What makes the paintings so visually arresting is, in part, the artist’s attraction to color. In “Comme des Garçons, Odeur 53” (c. 2000), named for an avant-garde “anti-perfume” scent by the eponymous fashion line, Sirbiladze swaps the chill of postmodern critiques of capitalism for the heat of a saturated red canvas. An O shape (or toilet seat) containing a sketch of a toilet at the center, coupled with the red expanse, summons a host of associations with bodily fluids and functions. Also making bold use of red are the abstract “Concentrate on Metaphor” (2011) and “Loss of Garden” (2014), with their fire- and ruby- and blood-red unruliness. 

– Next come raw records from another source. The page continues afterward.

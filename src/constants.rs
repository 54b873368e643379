use reqwest::header::{
    ACCEPT, ACCEPT_ENCODING, ACCEPT_LANGUAGE, CACHE_CONTROL, CONNECTION, DNT, HeaderMap,
    HeaderName, HeaderValue, UPGRADE_INSECURE_REQUESTS, USER_AGENT,
};

pub const BASE_URL: &str = "https://www.yad2.co.il";
pub const VEHICLES_URL: &str = "https://www.yad2.co.il/vehicles";

pub const DEFAULT_USER_AGENT: &str =
    "Mozilla/5.0 (Macintosh; Intel Mac OS X 13_1) AppleWebKit/605.1.15 (KHTML, like Gecko) Version/16.1 Safari/605.1.15";

/// Pool used when user-agent randomization is enabled.
pub const USER_AGENTS: &[&str] = &[
    DEFAULT_USER_AGENT,
    "Mozilla/5.0 (Windows NT 10.0; Win64; x64) AppleWebKit/537.36 (KHTML, like Gecko) Chrome/124.0.0.0 Safari/537.36",
    "Mozilla/5.0 (Macintosh; Intel Mac OS X 10_15_7) AppleWebKit/537.36 (KHTML, like Gecko) Chrome/124.0.0.0 Safari/537.36",
    "Mozilla/5.0 (X11; Linux x86_64) AppleWebKit/537.36 (KHTML, like Gecko) Chrome/124.0.0.0 Safari/537.36",
    "Mozilla/5.0 (Windows NT 10.0; Win64; x64; rv:125.0) Gecko/20100101 Firefox/125.0",
    "Mozilla/5.0 (Macintosh; Intel Mac OS X 10_15_7) AppleWebKit/605.1.15 (KHTML, like Gecko) Version/17.4 Safari/605.1.15",
    "Mozilla/5.0 (Windows NT 10.0; Win64; x64) AppleWebKit/537.36 (KHTML, like Gecko) Chrome/124.0.0.0 Safari/537.36 Edg/124.0.0.0",
];

pub const ALLOW_REQUEST_REDIRECTS: bool = true;
pub const VERIFY_REQUEST_SSL: bool = true;
pub const MAX_REDIRECTS: usize = 10;

// Robot captcha page.
pub const ANTIBOT_CONTENT_IDENTIFIER: &[u8] = b"Are you for real";
pub const PAGE_CONTENT_IDENTIFIER: &[u8] = b"https://www.yad2.co.il/";

pub const NEXT_DATA_SCRIPT_ID: &str = "__NEXT_DATA__";
pub const VEHICLE_TAG_CLASS_SUBSTRING: &str = "feedItemBox";

pub const NO_SCRIPT_COOKIE: &str = "noscript";

pub fn default_request_headers() -> HeaderMap {
    let mut headers = HeaderMap::new();
    headers.insert(USER_AGENT, HeaderValue::from_static(DEFAULT_USER_AGENT));
    headers.insert(
        ACCEPT,
        HeaderValue::from_static(
            "text/html,application/xhtml+xml,application/xml;q=0.9,image/webp,image/apng,*/*;q=0.8",
        ),
    );
    headers.insert(
        ACCEPT_ENCODING,
        HeaderValue::from_static("gzip, deflate, br"),
    );
    headers.insert(ACCEPT_LANGUAGE, HeaderValue::from_static("en-US,en;q=0.9"));
    headers.insert(CONNECTION, HeaderValue::from_static("keep-alive"));
    headers.insert(UPGRADE_INSECURE_REQUESTS, HeaderValue::from_static("1"));
    headers.insert(DNT, HeaderValue::from_static("1"));
    headers.insert(CACHE_CONTROL, HeaderValue::from_static("max-age=0"));
    headers.insert(
        HeaderName::from_static("sec-fetch-site"),
        HeaderValue::from_static("none"),
    );
    headers.insert(
        HeaderName::from_static("sec-fetch-mode"),
        HeaderValue::from_static("navigate"),
    );
    headers.insert(
        HeaderName::from_static("sec-fetch-user"),
        HeaderValue::from_static("?1"),
    );
    headers.insert(
        HeaderName::from_static("sec-fetch-dest"),
        HeaderValue::from_static("document"),
    );
    headers
}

Trauma is a touchstone in much art and culture today. Sirbiladze’s work clearly alluded to it, and some paintings can feel too personal or painful for public display. But the show is also a tribute to her artistic inspirations, from Warhol to van Gogh to Proust, and personal ones — her portrait of West and paintings of her children, and her final vast, meandering drawings looking back to her Georgian past, done in oil stick on giant, unstretched canvases. Not Cool but Compelling is like stepping into an artist’s interior world in all of its protean humanity. That Sirbiladze is not here to guide us through is a loss that will deepen as her art gets more exposure. But what remains is a force of nature.

Tamuna Sirbiladze: Not Cool but Compelling continues at Belvedere 21 (Arsenalstraße 1, Vienna, Austria) through August 11. The exhibition was curated by Sergey Harutoonian with assistant curator Vasilena Stoyanova.